Особый тип внутрижанровых интертекстуальных связей имеет место в тех случаях, когда к некоторому анекдоту, предположительно известному аудитории, присоединяется дополнительная концовка. Так, к анекдоту:

• Если есть где, есть чем, но некого – это трагедия. Если есть чем, есть кого, но негде – это трагикомедия. Если есть кого, есть где, но нечем – это комедия. Если есть где, есть чем, есть кого, но зачем? – это трагедия русской интеллигенции, – иногда добавляется новая концовка:

Если есть где, есть чем, есть кого, есть зачем, но глючит компьютер – это трагедия современной русской интеллигенции.

Впрочем, интертекстуальные связи такого рода могут стираться, и анекдот с продолжением начинает функционировать сам по себе, не предполагая непременного знакомства аудитории с исходным анекдотом. Приведем пример (фраза, отсутствовавшая в первоначальном варианте анекдота, выделена курсивом)35:


[35. Несколько иной вариант этого анекдота – или, если угодно, другой, похожий анекдот – был приведен в разделе 5.2.]


• Что говорят женщины разных национальностей, проведя ночь со своим поклонником? Немка: «Когда мы поженимся?» Француженка: «А Пьер был лучше». Русская: «А душу мою, Федя, ты так и не понял». Еврейка: «Тут болит, там болит».
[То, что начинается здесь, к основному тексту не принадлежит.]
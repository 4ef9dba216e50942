//! Target URL validation.
//!
//! Accepted targets are stored exactly as submitted; validation only decides
//! whether a string may become a redirect target.

use url::Url;

/// Upper bound on stored target length in bytes.
pub const MAX_TARGET_LENGTH: usize = 2048;

/// Reasons a target URL is rejected.
#[derive(Debug, thiserror::Error)]
pub enum TargetUrlError {
    #[error("Invalid URL format: {0}")]
    InvalidFormat(String),

    #[error("Only HTTP and HTTPS protocols are allowed")]
    UnsupportedProtocol,

    #[error("URL must contain a host")]
    MissingHost,

    #[error("URL must not contain whitespace or control characters")]
    IllegalCharacters,

    #[error("URL is {0} bytes long, the maximum is {MAX_TARGET_LENGTH}")]
    TooLong(usize),
}

/// Checks that `input` is an absolute HTTP(S) URL usable as a redirect target.
///
/// # Rules
///
/// 1. At most [`MAX_TARGET_LENGTH`] bytes
/// 2. No whitespace or control characters anywhere in the string
/// 3. Parses as an absolute URL with scheme `http` or `https`
/// 4. Has a non-empty host
///
/// # Security
///
/// Rejects potentially dangerous protocols like `javascript:`, `data:`, `file:`, etc.
///
/// # Examples
///
/// ```ignore
/// assert!(validate_target_url("https://example.com/a").is_ok());
/// assert!(validate_target_url("javascript:alert(1)").is_err());
/// assert!(validate_target_url("/relative/path").is_err());
/// ```
pub fn validate_target_url(input: &str) -> Result<(), TargetUrlError> {
    if input.len() > MAX_TARGET_LENGTH {
        return Err(TargetUrlError::TooLong(input.len()));
    }

    if input.chars().any(|c| c.is_whitespace() || c.is_control()) {
        return Err(TargetUrlError::IllegalCharacters);
    }

    let url = Url::parse(input).map_err(|e| TargetUrlError::InvalidFormat(e.to_string()))?;

    match url.scheme() {
        "http" | "https" => {}
        _ => return Err(TargetUrlError::UnsupportedProtocol),
    }

    match url.host_str() {
        Some(host) if !host.is_empty() => Ok(()),
        _ => Err(TargetUrlError::MissingHost),
    }
}
//! PostgreSQL implementation of the ownership index.

use async_trait::async_trait;
use sqlx::PgPool;
use std::sync::Arc;
use uuid::Uuid;

use crate::domain::entities::ShortLink;
use crate::domain::errors::StoreError;
use crate::domain::repositories::OwnershipIndex;

/// Ownership index stored in the `owner_links` table.
///
/// Insertion order is the `BIGSERIAL` id.
pub struct PgOwnershipIndex {
    pool: Arc<PgPool>,
}

impl PgOwnershipIndex {
    /// Creates a new index with a database connection pool.
    pub fn new(pool: Arc<PgPool>) -> Self {
        Self { pool }
    }
}

#[async_trait]
impl OwnershipIndex for PgOwnershipIndex {
    async fn append(&self, owner_id: Uuid, code: &str) -> Result<(), StoreError> {
        sqlx::query(
            r#"
            INSERT INTO owner_links (owner_id, code)
            VALUES ($1, $2)
            ON CONFLICT (code) DO NOTHING
            "#,
        )
        .bind(owner_id)
        .bind(code)
        .execute(self.pool.as_ref())
        .await?;

        Ok(())
    }

    async fn list(&self, owner_id: Uuid) -> Result<Vec<String>, StoreError> {
        let codes = sqlx::query_scalar::<_, String>(
            r#"
            SELECT code
            FROM owner_links
            WHERE owner_id = $1
            ORDER BY id
            "#,
        )
        .bind(owner_id)
        .fetch_all(self.pool.as_ref())
        .await?;

        Ok(codes)
    }

    async fn remove(&self, owner_id: Uuid, code: &str) -> Result<bool, StoreError> {
        let result = sqlx::query("DELETE FROM owner_links WHERE owner_id = $1 AND code = $2")
            .bind(owner_id)
            .bind(code)
            .execute(self.pool.as_ref())
            .await?;

        Ok(result.rows_affected() > 0)
    }

    async fn rebuild(&self, links: &[ShortLink]) -> Result<(), StoreError> {
        let mut tx = self.pool.begin().await?;

        sqlx::query("DELETE FROM owner_links")
            .execute(&mut *tx)
            .await?;

        for link in links {
            sqlx::query("INSERT INTO owner_links (owner_id, code) VALUES ($1, $2)")
                .bind(link.owner_id)
                .bind(&link.code)
                .execute(&mut *tx)
                .await?;
        }

        tx.commit().await?;

        Ok(())
    }
}
//! Bearer token authentication middleware.

use axum::{
    extract::{FromRequestParts, Request, State},
    middleware::Next,
    response::Response,
};
use axum_auth::AuthBearer;
use uuid::Uuid;

use crate::{error::AppError, state::AppState};

/// Owner id recovered from a verified token, available to handlers as an extension.
#[derive(Debug, Clone, Copy, PartialEq, Eq)]
pub struct AuthenticatedOwner(pub Uuid);

/// Authenticates requests using Bearer tokens from Authorization header.
///
/// # Header Format
///
/// ```text
/// Authorization: Bearer <jwt>
/// ```
///
/// On success the owner id from the token's `sub` claim is inserted into the
/// request extensions as [`AuthenticatedOwner`].
///
/// # Errors
///
/// Returns `401 Unauthorized` (with `WWW-Authenticate: Bearer`) if:
/// - Authorization header is missing or not a bearer token
/// - Token signature, issuer or expiry is invalid
/// - Token subject is not a UUID
pub async fn layer(
    State(st): State<AppState>,
    req: Request,
    next: Next,
) -> Result<Response, AppError> {
    let (mut parts, body) = req.into_parts();

    let AuthBearer(token) = AuthBearer::from_request_parts(&mut parts, &())
        .await
        .map_err(|_| {
            AppError::unauthorized(
                "Unauthorized",
                serde_json::json!({"reason": "Authorization header is missing or invalid"}),
            )
        })?;

    let owner_id = st.auth_service.verify(&token)?;

    let mut req = Request::from_parts(parts, body);
    req.extensions_mut().insert(AuthenticatedOwner(owner_id));

    Ok(next.run(req).await)
}
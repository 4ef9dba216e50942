use anyhow::Result;
use shortener::config;
use shortener::server;
use tracing_subscriber::EnvFilter;

#[tokio::main]
async fn main() -> Result<()> {
    dotenvy::dotenv().ok();

    let config = config::load_from_env()?;

    init_tracing(&config.log_level, &config.log_format);
    config.print_summary();

    server::run(config).await
}

fn init_tracing(log_level: &str, log_format: &str) {
    let filter = EnvFilter::try_new(log_level).unwrap_or_else(|_| EnvFilter::new("info"));

    if log_format == "json" {
        tracing_subscriber::fmt()
            .with_env_filter(filter)
            .json()
            .with_current_span(true)
            .init();
    } else {
        tracing_subscriber::fmt().with_env_filter(filter).init();
    }
}
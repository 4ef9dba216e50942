//! PostgreSQL implementation of the mapping store.

use async_trait::async_trait;
use chrono::{DateTime, Utc};
use sqlx::PgPool;
use std::sync::Arc;

use crate::domain::entities::ShortLink;
use crate::domain::errors::StoreError;
use crate::domain::repositories::{InsertOutcome, LinkRepository};

/// PostgreSQL repository for short links.
///
/// Uniqueness is enforced by the primary key on `links.code`; the conditional
/// insert relies on `ON CONFLICT DO NOTHING`, so concurrent writers never need
/// a read-then-write check. Deletion sets `deleted_at` and keeps the row, which
/// retires the code for good.
pub struct PgLinkRepository {
    pool: Arc<PgPool>,
}

impl PgLinkRepository {
    /// Creates a new repository with a database connection pool.
    pub fn new(pool: Arc<PgPool>) -> Self {
        Self { pool }
    }
}

#[async_trait]
impl LinkRepository for PgLinkRepository {
    async fn insert_if_absent(&self, link: &ShortLink) -> Result<InsertOutcome, StoreError> {
        let result = sqlx::query(
            r#"
            INSERT INTO links (code, owner_id, target_url, created_at, expires_at)
            VALUES ($1, $2, $3, $4, $5)
            ON CONFLICT (code) DO NOTHING
            "#,
        )
        .bind(&link.code)
        .bind(link.owner_id)
        .bind(&link.target_url)
        .bind(link.created_at)
        .bind(link.expires_at)
        .execute(self.pool.as_ref())
        .await?;

        if result.rows_affected() == 1 {
            Ok(InsertOutcome::Inserted)
        } else {
            Ok(InsertOutcome::Collision)
        }
    }

    async fn get(&self, code: &str) -> Result<Option<ShortLink>, StoreError> {
        let link = sqlx::query_as::<_, ShortLink>(
            r#"
            SELECT code, owner_id, target_url, created_at, expires_at
            FROM links
            WHERE code = $1 AND deleted_at IS NULL
            "#,
        )
        .bind(code)
        .fetch_optional(self.pool.as_ref())
        .await?;

        Ok(link)
    }

    async fn delete(&self, code: &str) -> Result<bool, StoreError> {
        let result = sqlx::query(
            r#"
            UPDATE links
            SET deleted_at = NOW()
            WHERE code = $1 AND deleted_at IS NULL
            "#,
        )
        .bind(code)
        .execute(self.pool.as_ref())
        .await?;

        Ok(result.rows_affected() > 0)
    }

    async fn next_sequence(&self) -> Result<u64, StoreError> {
        let value: i64 = sqlx::query_scalar("SELECT nextval('link_code_seq')")
            .fetch_one(self.pool.as_ref())
            .await?;

        Ok(value as u64)
    }

    async fn scan_active(&self) -> Result<Vec<ShortLink>, StoreError> {
        let links = sqlx::query_as::<_, ShortLink>(
            r#"
            SELECT code, owner_id, target_url, created_at, expires_at
            FROM links
            WHERE deleted_at IS NULL
            ORDER BY created_at, code
            "#,
        )
        .fetch_all(self.pool.as_ref())
        .await?;

        Ok(links)
    }

    async fn list_expired(
        &self,
        now: DateTime<Utc>,
        limit: i64,
    ) -> Result<Vec<ShortLink>, StoreError> {
        let links = sqlx::query_as::<_, ShortLink>(
            r#"
            SELECT code, owner_id, target_url, created_at, expires_at
            FROM links
            WHERE deleted_at IS NULL
              AND expires_at IS NOT NULL
              AND expires_at <= $1
            ORDER BY expires_at
            LIMIT $2
            "#,
        )
        .bind(now)
        .bind(limit)
        .fetch_all(self.pool.as_ref())
        .await?;

        Ok(links)
    }

    async fn ping(&self) -> Result<(), StoreError> {
        sqlx::query("SELECT 1").execute(self.pool.as_ref()).await?;
        Ok(())
    }
}
//! Short code allocation.

use std::sync::Arc;

use chrono::{DateTime, Utc};
use metrics::counter;
use rand::Rng;
use tracing::{debug, warn};
use uuid::Uuid;

use crate::domain::entities::ShortLink;
use crate::domain::errors::ShortenError;
use crate::domain::repositories::{InsertOutcome, LinkRepository, OwnershipIndex};
use crate::utils::code_generator::{CodeGenerator, Strategy, is_reserved};
use crate::utils::target_url::validate_target_url;

/// Default retry bound for collision handling.
pub const DEFAULT_MAX_ATTEMPTS: u32 = 10;

/// Produces a fresh short code for a target URL and records it.
///
/// Uniqueness is decided by the store's conditional insert alone; the
/// allocator never checks for a free code before writing. Store failures abort
/// the loop at once and are never counted as collisions.
pub struct Allocator {
    store: Arc<dyn LinkRepository>,
    index: Arc<dyn OwnershipIndex>,
    generator: Arc<dyn CodeGenerator>,
    max_attempts: u32,
}

impl Allocator {
    /// Creates a new allocator. `max_attempts` below 1 is raised to 1.
    pub fn new(
        store: Arc<dyn LinkRepository>,
        index: Arc<dyn OwnershipIndex>,
        generator: Arc<dyn CodeGenerator>,
        max_attempts: u32,
    ) -> Self {
        Self {
            store,
            index,
            generator,
            max_attempts: max_attempts.max(1),
        }
    }

    /// Allocates a code for `target_url` without expiry.
    ///
    /// See [`Self::allocate_with_expiry`].
    pub async fn allocate(
        &self,
        owner_id: Uuid,
        target_url: &str,
    ) -> Result<ShortLink, ShortenError> {
        self.allocate_with_expiry(owner_id, target_url, None).await
    }

    /// Allocates a code for `target_url`, optionally valid until `expires_at`.
    ///
    /// Two calls with the same owner and URL produce two distinct links.
    ///
    /// # Errors
    ///
    /// - [`ShortenError::InvalidTarget`] if the URL fails validation (no store access)
    /// - [`ShortenError::InvalidExpiry`] if `expires_at` is not in the future
    /// - [`ShortenError::AllocationExhausted`] if every attempt collided
    /// - [`ShortenError::Unavailable`] on the first store failure
    pub async fn allocate_with_expiry(
        &self,
        owner_id: Uuid,
        target_url: &str,
        expires_at: Option<DateTime<Utc>>,
    ) -> Result<ShortLink, ShortenError> {
        validate_target_url(target_url).map_err(|e| ShortenError::InvalidTarget {
            reason: e.to_string(),
        })?;

        let created_at = Utc::now();
        if let Some(expires_at) = expires_at
            && expires_at <= created_at
        {
            return Err(ShortenError::InvalidExpiry {
                reason: "expires_at must be in the future".to_string(),
            });
        }

        for attempt in 1..=self.max_attempts {
            let seed = self.next_seed().await?;
            let code = self.generator.generate(seed);

            if is_reserved(&code) {
                debug!(attempt, code, "Generated reserved code, retrying");
                continue;
            }

            let link = ShortLink::new(
                code,
                owner_id,
                target_url.to_string(),
                created_at,
                expires_at,
            );

            match self.store.insert_if_absent(&link).await? {
                InsertOutcome::Inserted => {
                    counter!("shortener_allocations_total").increment(1);

                    // Listing lags resolution here; the reverse must never happen.
                    if let Err(e) = self.index.append(owner_id, &link.code).await {
                        warn!(
                            code = %link.code,
                            %owner_id,
                            error = %e,
                            "Link stored but not indexed; rebuild the ownership index"
                        );
                    }

                    debug!(attempt, code = %link.code, %owner_id, "Allocated short code");
                    return Ok(link);
                }
                InsertOutcome::Collision => {
                    counter!("shortener_allocation_collisions_total").increment(1);
                    debug!(attempt, code = %link.code, "Short code collision");
                }
            }
        }

        counter!("shortener_allocation_exhausted_total").increment(1);
        warn!(
            attempts = self.max_attempts,
            strategy = %self.generator.strategy(),
            "Allocation exhausted its retry budget"
        );

        Err(ShortenError::AllocationExhausted {
            attempts: self.max_attempts,
        })
    }

    async fn next_seed(&self) -> Result<u64, ShortenError> {
        match self.generator.strategy() {
            Strategy::Random => Ok(rand::rng().random()),
            Strategy::Sequence => Ok(self.store.next_sequence().await?),
        }
    }
}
В следующем анекдоте первоначально было три первых пункта (говорилось о Ленине, Сталине и Хрущеве). Затем, с каждым новым правителем (за исключением Андропова и Черненко), анекдот получал продолжение:

• Ехал поезд и вдруг остановился. Впереди отсутствовала железная дорога. 1. ЛЕНИН попросил всех пассажиров выйти, хорошенько поработать часиков 200 подряд, пока что-нибудь да не придумают. 2. СТАЛИН приказал расстрелять всех пассажиров первого вагона, а потом и остальных, если к утру поезд не двинется. 3. ХРУЩЕВ распорядился, чтобы шпалы сзади перенесли вперед. 4. БРЕЖНЕВ приказал закрыть все окна и расшатывать состав создавая таким образом впечатление движения. 5. ГОРБАЧЕВ решил не делать ничего, но разрешил всем выйти наружу и громко орать: «У нас нету рельсов и даже еды нету в вагоне-ресторане!» 6. ЕЛЬЦИН быстренько приказал атаковать российский парламент в надежде, что все скоро забудут об этом дурацком железнодорожном инциденте.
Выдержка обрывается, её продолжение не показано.